(What is required) Each record below is to be set down again precisely.
Listed records: Begin
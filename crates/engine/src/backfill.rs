use crate::error::EngineError;
use crate::grids::load_grid;
use crate::updater::DailyUpdater;
use chrono::{DateTime, Datelike, NaiveDate, Utc};
use configuration::DaysBasis;
use core_types::{Kline, TickOutcome, TimeBandRecord};
use futures_util::future::join_all;
use rust_decimal::Decimal;
use std::collections::BTreeMap;
use tracing::Instrument;
use uuid::Uuid;

/// The candle interval backfill replays. One close per calendar day.
pub const BACKFILL_INTERVAL: &str = "1d";

/// Outcome of one backfill.
#[derive(Debug, Clone)]
pub struct BackfillSummary {
    pub symbol: String,
    pub run_id: Uuid,
    pub from: NaiveDate,
    pub to: NaiveDate,
    pub counted: usize,
    pub refreshed: usize,
    /// Request windows whose fetch failed; their days were not replayed.
    pub failed_windows: usize,
}

/// Splits `[from, to]` into calendar-month windows, the first and last
/// clipped to the range. Empty when `from > to`.
pub fn monthly_ranges(mut from: NaiveDate, to: NaiveDate) -> Vec<(DateTime<Utc>, DateTime<Utc>)> {
    let mut ranges = Vec::new();

    while from <= to {
        let (next_year, next_month) = if from.month() == 12 {
            (from.year() + 1, 1)
        } else {
            (from.year(), from.month() + 1)
        };
        let end_of_month = NaiveDate::from_ymd_opt(next_year, next_month, 1)
            .and_then(|first| first.pred_opt())
            .unwrap_or(to);
        let end = end_of_month.min(to);

        ranges.push((
            from.and_time(chrono::NaiveTime::MIN).and_utc(),
            end.and_hms_milli_opt(23, 59, 59, 999)
                .unwrap_or_else(|| end.and_time(chrono::NaiveTime::MIN))
                .and_utc(),
        ));

        match end.succ_opt() {
            Some(next) => from = next,
            None => break,
        }
    }

    ranges
}

/// Where a backfill starts when no explicit date is given.
///
/// `Lifetime` starts at the asset's listing date so that `total_days` spans
/// its whole history; `TrackingStart` only fills the tracked period. A
/// lifetime basis without a configured listing date falls back to the
/// tracking start.
pub fn default_start(
    basis: DaysBasis,
    listed_on: Option<NaiveDate>,
    record: &TimeBandRecord,
) -> NaiveDate {
    match (basis, listed_on) {
        (DaysBasis::Lifetime, Some(listed)) => listed,
        (DaysBasis::Lifetime, None) => {
            tracing::warn!(
                symbol = %record.symbol,
                "No listed_on date configured, backfilling from tracking start"
            );
            record.tracking_started_on
        }
        (DaysBasis::TrackingStart, _) => record.tracking_started_on,
    }
}

/// One close price per day, the last candle winning if a day repeats.
fn daily_closes(klines: Vec<Kline>, from: NaiveDate, to: NaiveDate) -> BTreeMap<NaiveDate, Decimal> {
    klines
        .into_iter()
        .map(|kline| (kline.open_time.date_naive(), kline.close))
        .filter(|(day, close)| *day >= from && *day <= to && *close > Decimal::ZERO)
        .collect()
}

impl DailyUpdater {
    /// Replays daily closes for `symbol` through the idempotent tick path,
    /// then recomputes coefficients and the score.
    ///
    /// `from` defaults per the configured days basis; `to` is inclusive.
    /// Days already recorded are refreshed, never counted twice.
    pub async fn backfill(
        &self,
        symbol: &str,
        from: Option<NaiveDate>,
        to: NaiveDate,
    ) -> Result<BackfillSummary, EngineError> {
        let run_id = Uuid::new_v4();
        let span = tracing::info_span!("backfill", %run_id, symbol);
        self.backfill_inner(run_id, symbol, from, to)
            .instrument(span)
            .await
    }

    async fn backfill_inner(
        &self,
        run_id: Uuid,
        symbol: &str,
        from: Option<NaiveDate>,
        to: NaiveDate,
    ) -> Result<BackfillSummary, EngineError> {
        let grid = load_grid(self.repo(), symbol).await?;

        self.repo().ensure_tracked(symbol, Utc::now().date_naive()).await?;
        let record = self
            .repo()
            .get_band_record(symbol)
            .await?
            .ok_or_else(|| EngineError::NotTracked(symbol.to_string()))?;

        let start = from.unwrap_or_else(|| {
            let listed_on = self.tracking.asset(symbol).and_then(|a| a.listed_on);
            default_start(self.tracking.days_basis, listed_on, &record)
        });

        let mut summary = BackfillSummary {
            symbol: symbol.to_string(),
            run_id,
            from: start,
            to,
            counted: 0,
            refreshed: 0,
            failed_windows: 0,
        };
        if start > to {
            tracing::info!(%start, %to, "Nothing to backfill");
            return Ok(summary);
        }

        let windows = monthly_ranges(start, to);
        tracing::info!(%start, %to, windows = windows.len(), "Fetching history");

        let fetches = windows.iter().map(|(window_start, window_end)| {
            self.prices()
                .fetch_klines(symbol, BACKFILL_INTERVAL, *window_start, *window_end)
        });

        let mut klines = Vec::new();
        for ((window_start, _), result) in windows.iter().zip(join_all(fetches).await) {
            match result {
                Ok(batch) => klines.extend(batch),
                Err(e) => {
                    tracing::warn!(window = %window_start.format("%Y-%m"), error = %e, "Window fetch failed");
                    summary.failed_windows += 1;
                }
            }
        }

        // Oldest first, so the record's current state ends on the newest day.
        for (day, close) in daily_closes(klines, start, to) {
            match self.apply_tick(&grid, symbol, close, day, run_id).await? {
                TickOutcome::Counted => summary.counted += 1,
                TickOutcome::Refreshed => summary.refreshed += 1,
            }
        }

        self.recompute_coefficients(symbol).await?;
        self.rescore(symbol, &grid).await?;

        tracing::info!(
            counted = summary.counted,
            refreshed = summary.refreshed,
            failed_windows = summary.failed_windows,
            "Backfill finished"
        );
        Ok(summary)
    }
}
Listed records: End
(The answer)
filename crates/engine/src/backfill.rs
use crate::error::EngineError;
use crate::grids::load_grid;
use crate::updater::DailyUpdater;
use chrono::{DateTime, Datelike, NaiveDate, Utc};
use configuration::DaysBasis;
use core_types::{Kline, TickOutcome, TimeBandRecord};
use futures_util::future::join_all;
use rust_decimal::Decimal;
use std::collections::BTreeMap;
use tracing::Instrument;
use uuid::Uuid;

/// The candle interval backfill replays. One close per calendar day.
pub const BACKFILL_INTERVAL: &str = "1d";

/// Outcome of one backfill.
#[derive(Debug, Clone)]
pub struct BackfillSummary {
    pub symbol: String,
    pub run_id: Uuid,
    pub from: NaiveDate,
    pub to: NaiveDate,
    pub counted: usize,
    pub refreshed: usize,
    /// Request windows whose fetch failed; their days were not replayed.
    pub failed_windows: usize,
}

/// Splits `[from, to]` into calendar-month windows, the first and last
/// clipped to the range. Empty when `from > to`.
pub fn monthly_ranges(mut from: NaiveDate, to: NaiveDate) -> Vec<(DateTime<Utc>, DateTime<Utc>)> {
    let mut ranges = Vec::new();

    while from <= to {
        let (next_year, next_month) = if from.month() == 12 {
            (from.year() + 1, 1)
        } else {
            (from.year(), from.month() + 1)
        };
        let end_of_month = NaiveDate::from_ymd_opt(next_year, next_month, 1)
            .and_then(|first| first.pred_opt())
            .unwrap_or(to);
        let end = end_of_month.min(to);

        ranges.push((
            from.and_time(chrono::NaiveTime::MIN).and_utc(),
            end.and_hms_milli_opt(23, 59, 59, 999)
                .unwrap_or_else(|| end.and_time(chrono::NaiveTime::MIN))
                .and_utc(),
        ));

        match end.succ_opt() {
            Some(next) => from = next,
            None => break,
        }
    }

    ranges
}

/// Where a backfill starts when no explicit date is given.
///
/// `Lifetime` starts at the asset's listing date so that `total_days` spans
/// its whole history; `TrackingStart` only fills the tracked period. A
/// lifetime basis without a configured listing date falls back to the
/// tracking start.
pub fn default_start(
    basis: DaysBasis,
    listed_on: Option<NaiveDate>,
    record: &TimeBandRecord,
) -> NaiveDate {
    match (basis, listed_on) {
        (DaysBasis::Lifetime, Some(listed)) => listed,
        (DaysBasis::Lifetime, None) => {
            tracing::warn!(
                symbol = %record.symbol,
                "No listed_on date configured, backfilling from tracking start"
            );
            record.tracking_started_on
        }
        (DaysBasis::TrackingStart, _) => record.tracking_started_on,
    }
}

/// One close price per day, the last candle winning if a day repeats.
fn daily_closes(klines: Vec<Kline>, from: NaiveDate, to: NaiveDate) -> BTreeMap<NaiveDate, Decimal> {
    klines
        .into_iter()
        .map(|kline| (kline.open_time.date_naive(), kline.close))
        .filter(|(day, close)| *day >= from && *day <= to && *close > Decimal::ZERO)
        .collect()
}

impl DailyUpdater {
    /// Replays daily closes for `symbol` through the idempotent tick path,
    /// then recomputes coefficients and the score.
    ///
    /// `from` defaults per the configured days basis; `to` is inclusive.
    /// Days already recorded are refreshed, never counted twice.
    pub async fn backfill(
        &self,
        symbol: &str,
        from: Option<NaiveDate>,
        to: NaiveDate,
    ) -> Result<BackfillSummary, EngineError> {
        let run_id = Uuid::new_v4();
        let span = tracing::info_span!("backfill", %run_id, symbol);
        self.backfill_inner(run_id, symbol, from, to)
            .instrument(span)
            .await
    }

    async fn backfill_inner(
        &self,
        run_id: Uuid,
        symbol: &str,
        from: Option<NaiveDate>,
        to: NaiveDate,
    ) -> Result<BackfillSummary, EngineError> {
        let grid = load_grid(self.repo(), symbol).await?;

        self.repo().ensure_tracked(symbol, Utc::now().date_naive()).await?;
        let record = self
            .repo()
            .get_band_record(symbol)
            .await?
            .ok_or_else(|| EngineError::NotTracked(symbol.to_string()))?;

        let start = from.unwrap_or_else(|| {
            let listed_on = self.tracking.asset(symbol).and_then(|a| a.listed_on);
            default_start(self.tracking.days_basis, listed_on, &record)
        });

        let mut summary = BackfillSummary {
            symbol: symbol.to_string(),
            run_id,
            from: start,
            to,
            counted: 0,
            refreshed: 0,
            failed_windows: 0,
        };
        if start > to {
            tracing::info!(%start, %to, "Nothing to backfill");
            return Ok(summary);
        }

        let windows = monthly_ranges(start, to);
        tracing::info!(%start, %to, windows = windows.len(), "Fetching history");

        let fetches = windows.iter().map(|(window_start, window_end)| {
            self.prices()
                .fetch_klines(symbol, BACKFILL_INTERVAL, *window_start, *window_end)
        });

        let mut klines = Vec::new();
        for ((window_start, _), result) in windows.iter().zip(join_all(fetches).await) {
            match result {
                Ok(batch) => klines.extend(batch),
                Err(e) => {
                    tracing::warn!(window = %window_start.format("%Y-%m"), error = %e, "Window fetch failed");
                    summary.failed_windows += 1;
                }
            }
        }

        // Oldest first, so the record's current state ends on the newest day.
        for (day, close) in daily_closes(klines, start, to) {
            match self.apply_tick(&grid, symbol, close, day, run_id).await? {
                TickOutcome::Counted => summary.counted += 1,
                TickOutcome::Refreshed => summary.refreshed += 1,
            }
        }

        self.recompute_coefficients(symbol).await?;
        self.rescore(symbol, &grid).await?;

        tracing::info!(
            counted = summary.counted,
            refreshed = summary.refreshed,
            failed_windows = summary.failed_windows,
            "Backfill finished"
        );
        Ok(summary)
    }
}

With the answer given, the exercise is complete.